The problems began in the early 1970s, when Bill Davis’s Progressive Conservatives decided to impose the two-tier approach [like Metro and individual councils for Toronto] on the rural townships, a ring of suburbs now known as the 905, outside Metro’s borders. Andrew Sancton, an expert on municipal government at the University of Western Ontario, describes that decision as “the original mistake.” The result, unique in North America, is that Toronto is surrounded by a ring of large, powerful municipalities — Mississauga, Brampton, Oakville, Richmond Hill, Markham, Vaughan, and Ajax-Pickering — that compete with the city for private and public investment……. ……Conservative premier Mike Harris, elected in 1995 to reduce government via his Common Sense Revolution, ignored the Golden task force [which recommended to implement Metro on a broader, more regional scale], choosing instead to amalgamate Metro and its local municipalities while leaving intact the 905 two-tier governments established in 1973. Although Harris claimed his reforms would facilitate more streamlined decision-making, the result has been anything but. Thirteen years after amalgamation, many Torontonians feel increasingly alienated from a giant municipal bureaucracy that favours one-size-fits-all solutions.

This alienation is most acutely felt by the very real and different needs for the urban core and inner suburbs. Lorinc points to this as the source of discontent at internecine council meetings. He adds that the GTA represents 20% of the country’s GDP (New York City represents 3.3%) but as a creature of the province has little power. After all, why would the province want to cede its own control?

This explanation helps explain Rob Ford’s appeal. In the absence of real authority and agency, Ford is an attractive alternative to voters. His promises were the small and controllable things, like cleaning up the city’s graffiti. He spoke with the confidence and promised to plow through bureaucracy and governance barriers like he did when he was a councillor.

In a way Ford accurately tapped into the emotional resonance of Toronto’s economic, governance and cultural structure. They’re problems that David Miller identified intellectually and crafted policies and strategies to fix during his mayoralty.

Ultimately Miller failed by only achieving half-measures. Transit City was partially funded, some services uploaded and some more powers granted, but the totality doesn’t fully recognize the importance and needs of Toronto. While Ford fails to figure out why Toronto feels the way it does, he manages to communicate its underlying emotion. While Miller’s arguments brought the historical and structural perspective of Lorinc, he struggled to communicate that nuanced message with a mass audience.

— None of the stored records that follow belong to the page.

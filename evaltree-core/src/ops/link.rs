//! Link leaves
//!
//! Links are the only leaves that read the world. A link names a role and
//! (except for the source-emptiness check) an attribute; instantiating it
//! resolves the role through a [`Substitution`] and subscribes to the source,
//! the object it currently points at, and the attribute itself. Any of those
//! changing posts the leaf into its arena's signal inbox.
//!
//! Content equality of links is decided by [`Binding`]: two bound links are
//! interchangeable only when they read the same source.

use std::sync::Arc;

use smallvec::SmallVec;
use tracing::warn;

use crate::graph::Notifier;
use crate::value::{Fuzzy, Value, ValueHolder, ValueType};
use crate::world::{Attribute, Source, SourceId, Substitution, Subscription, WorldObject};

/// What a link reads and how it converts the attribute value.
#[derive(Debug, Clone, Copy, PartialEq, Eq, Hash)]
pub enum LinkKind {
    Int,
    Fuzzy,
    Object,
    /// TRUE when the object attribute refers to something.
    BoolObject,
    Set,
}

impl LinkKind {
    pub fn name(self) -> &'static str {
        match self {
            LinkKind::Int => "intlink",
            LinkKind::Fuzzy => "fuzzylink",
            LinkKind::Object => "objectlink",
            LinkKind::BoolObject => "boolobjectlink",
            LinkKind::Set => "setlink",
        }
    }

    pub fn result_type(self) -> ValueType {
        match self {
            LinkKind::Int => ValueType::Integer,
            LinkKind::Fuzzy | LinkKind::BoolObject => ValueType::Fuzzy,
            LinkKind::Object => ValueType::Object,
            LinkKind::Set => ValueType::Set,
        }
    }

    /// Convert a raw attribute value. A value of the wrong type reads as
    /// undefined, as does an empty object reference for object links.
    fn convert(self, value: &Value) -> ValueHolder {
        match (self, value) {
            (LinkKind::Int, Value::Int(i)) => ValueHolder::int(*i),
            (LinkKind::Fuzzy, Value::Fuzzy(f)) => ValueHolder::fuzzy(*f),
            (LinkKind::Object, Value::Object(Some(o))) => ValueHolder::defined(Value::Object(Some(*o))),
            (LinkKind::BoolObject, Value::Object(o)) => {
                ValueHolder::fuzzy(Fuzzy::from_bool(o.is_some()))
            }
            (LinkKind::Set, Value::Set(s)) => ValueHolder::defined(Value::Set(s.clone())),
            _ => ValueHolder::undefined(self.result_type()),
        }
    }
}

/// The identity a link contributes to content equality.
#[derive(Debug, Clone, PartialEq, Eq, Hash)]
pub enum Binding {
    /// Bound to this source.
    Bound(SourceId),
    /// Not bound; carries the role name.
    Unbound(Arc<str>),
}

struct BoundLink {
    source: Source,
    object: Option<WorldObject>,
    attr: Option<Attribute>,
    notifier: Notifier,
    watches: SmallVec<[Subscription; 3]>,
}

impl BoundLink {
    fn watch(&mut self) {
        self.watches.clear();
        let n = self.notifier.clone();
        self.watches.push(self.source.subscribe(move || n.notify()));
        if let Some(object) = &self.object {
            let n = self.notifier.clone();
            self.watches.push(object.subscribe(move || n.notify()));
        }
        if let Some(attr) = &self.attr {
            let n = self.notifier.clone();
            self.watches.push(attr.subscribe(move || n.notify()));
        }
    }
}

/// A leaf reading one attribute of the object in a role.
pub struct LinkNode {
    kind: LinkKind,
    role: Arc<str>,
    attribute: Arc<str>,
    bound: Option<BoundLink>,
}

impl LinkNode {
    pub fn new(kind: LinkKind, role: impl Into<Arc<str>>, attribute: impl Into<Arc<str>>) -> Self {
        Self {
            kind,
            role: role.into(),
            attribute: attribute.into(),
            bound: None,
        }
    }

    pub fn kind(&self) -> LinkKind {
        self.kind
    }

    pub fn role(&self) -> &str {
        &self.role
    }

    pub fn attribute(&self) -> &str {
        &self.attribute
    }

    pub fn is_bound(&self) -> bool {
        self.bound.is_some()
    }

    pub fn binding(&self) -> Binding {
        match &self.bound {
            Some(bound) => Binding::Bound(bound.source.id()),
            None => Binding::Unbound(self.role.clone()),
        }
    }

    /// A fresh, unbound link with the same kind, role and attribute.
    pub fn unbound_copy(&self) -> Self {
        Self::new(self.kind, self.role.clone(), self.attribute.clone())
    }

    /// Resolve the role and start watching the source, object and attribute.
    pub(crate) fn bind(&mut self, subst: &Substitution, notifier: Notifier) {
        self.bound = None;
        let Some(source) = subst.source(&self.role) else {
            warn!(role = %self.role, "no source for role");
            return;
        };
        let mut bound = BoundLink {
            source: source.clone(),
            object: None,
            attr: None,
            notifier,
            watches: SmallVec::new(),
        };
        self.resolve_into(&mut bound);
        bound.watch();
        self.bound = Some(bound);
    }

    pub(crate) fn unbind(&mut self) {
        self.bound = None;
    }

    /// Follow the source again after a notification. Watches are moved when
    /// the object or the attribute behind the source is a different one.
    pub(crate) fn resolve(&mut self) {
        let Some(mut bound) = self.bound.take() else {
            return;
        };
        let before = (
            bound.object.as_ref().map(WorldObject::id),
            bound.attr.as_ref().map(Attribute::id),
        );
        self.resolve_into(&mut bound);
        let after = (
            bound.object.as_ref().map(WorldObject::id),
            bound.attr.as_ref().map(Attribute::id),
        );
        if before != after {
            bound.watch();
        }
        self.bound = Some(bound);
    }

    fn resolve_into(&self, bound: &mut BoundLink) {
        bound.object = bound.source.object();
        bound.attr = bound.object.as_ref().and_then(|object| {
            let attr = object.attribute(&self.attribute);
            if attr.is_none() {
                warn!(
                    object = object.name(),
                    role = %self.role,
                    attribute = %self.attribute,
                    "object does not contain attribute"
                );
            }
            attr
        });
    }

    /// Current value seen through the binding.
    pub fn read(&self) -> ValueHolder {
        match self.bound.as_ref().and_then(|b| b.attr.as_ref()) {
            Some(attr) => attr.with(|value| self.kind.convert(value)),
            None => ValueHolder::undefined(self.kind.result_type()),
        }
    }

    /// One-off read through `subst` without binding or subscribing.
    pub fn read_once(&self, subst: &Substitution) -> ValueHolder {
        subst
            .source(&self.role)
            .and_then(Source::object)
            .and_then(|object| object.attribute(&self.attribute))
            .map(|attr| attr.with(|value| self.kind.convert(value)))
            .unwrap_or_else(|| ValueHolder::undefined(self.kind.result_type()))
    }

    pub fn info_arguments(&self) -> String {
        format!("{}.{}", self.role, self.attribute)
    }
}

impl std::fmt::Debug for LinkNode {
    fn fmt(&self, f: &mut std::fmt::Formatter<'_>) -> std::fmt::Result {
        f.debug_struct("LinkNode")
            .field("kind", &self.kind)
            .field("role", &self.role)
            .field("attribute", &self.attribute)
            .field("binding", &self.binding())
            .finish()
    }
}

/// A fuzzy leaf that is TRUE while the source in a role points at nothing.
pub struct SourceLink {
    role: Arc<str>,
    bound: Option<(Source, Subscription)>,
}

impl SourceLink {
    pub fn new(role: impl Into<Arc<str>>) -> Self {
        Self {
            role: role.into(),
            bound: None,
        }
    }

    pub fn role(&self) -> &str {
        &self.role
    }

    pub fn is_bound(&self) -> bool {
        self.bound.is_some()
    }

    pub fn binding(&self) -> Binding {
        match &self.bound {
            Some((source, _)) => Binding::Bound(source.id()),
            None => Binding::Unbound(self.role.clone()),
        }
    }

    pub fn unbound_copy(&self) -> Self {
        Self::new(self.role.clone())
    }

    pub(crate) fn bind(&mut self, subst: &Substitution, notifier: Notifier) {
        self.bound = None;
        match subst.source(&self.role) {
            Some(source) => {
                let watch = source.subscribe(move || notifier.notify());
                self.bound = Some((source.clone(), watch));
            }
            None => warn!(role = %self.role, "no source for role"),
        }
    }

    pub(crate) fn unbind(&mut self) {
        self.bound = None;
    }

    pub fn read(&self) -> ValueHolder {
        match &self.bound {
            Some((source, _)) => Self::emptiness(source),
            None => ValueHolder::undefined(ValueType::Fuzzy),
        }
    }

    pub fn read_once(&self, subst: &Substitution) -> ValueHolder {
        match subst.source(&self.role) {
            Some(source) => Self::emptiness(source),
            None => {
                warn!(role = %self.role, "no source for role");
                ValueHolder::undefined(ValueType::Fuzzy)
            }
        }
    }

    fn emptiness(source: &Source) -> ValueHolder {
        ValueHolder::fuzzy(Fuzzy::from_bool(source.object().is_none()))
    }
}

impl std::fmt::Debug for SourceLink {
    fn fmt(&self, f: &mut std::fmt::Formatter<'_>) -> std::fmt::Result {
        f.debug_struct("SourceLink")
            .field("role", &self.role)
            .field("binding", &self.binding())
            .finish()
    }
}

Lorinc ends his article with the parable of the Fort York Bridge. He stresses the need to build bridges: between the suburbs and core, province and city and ideas and reality. It’s the last one that can be most substantively bridged by citizens, a way from them to regain the control the governance structure limits.

In the absence of civic leadership, it's up to citizens to create this bridge, to synthesize what Toronto means. Like Lorinc's wholesale look at the city, this is best done in a way that understands our past, engages with ideas and communicates messages in a way that is both intellectually and emotionally persuasive.  With a coarse and stultifying discourse it’s tough, but these things start somewhere, and understanding is a good place.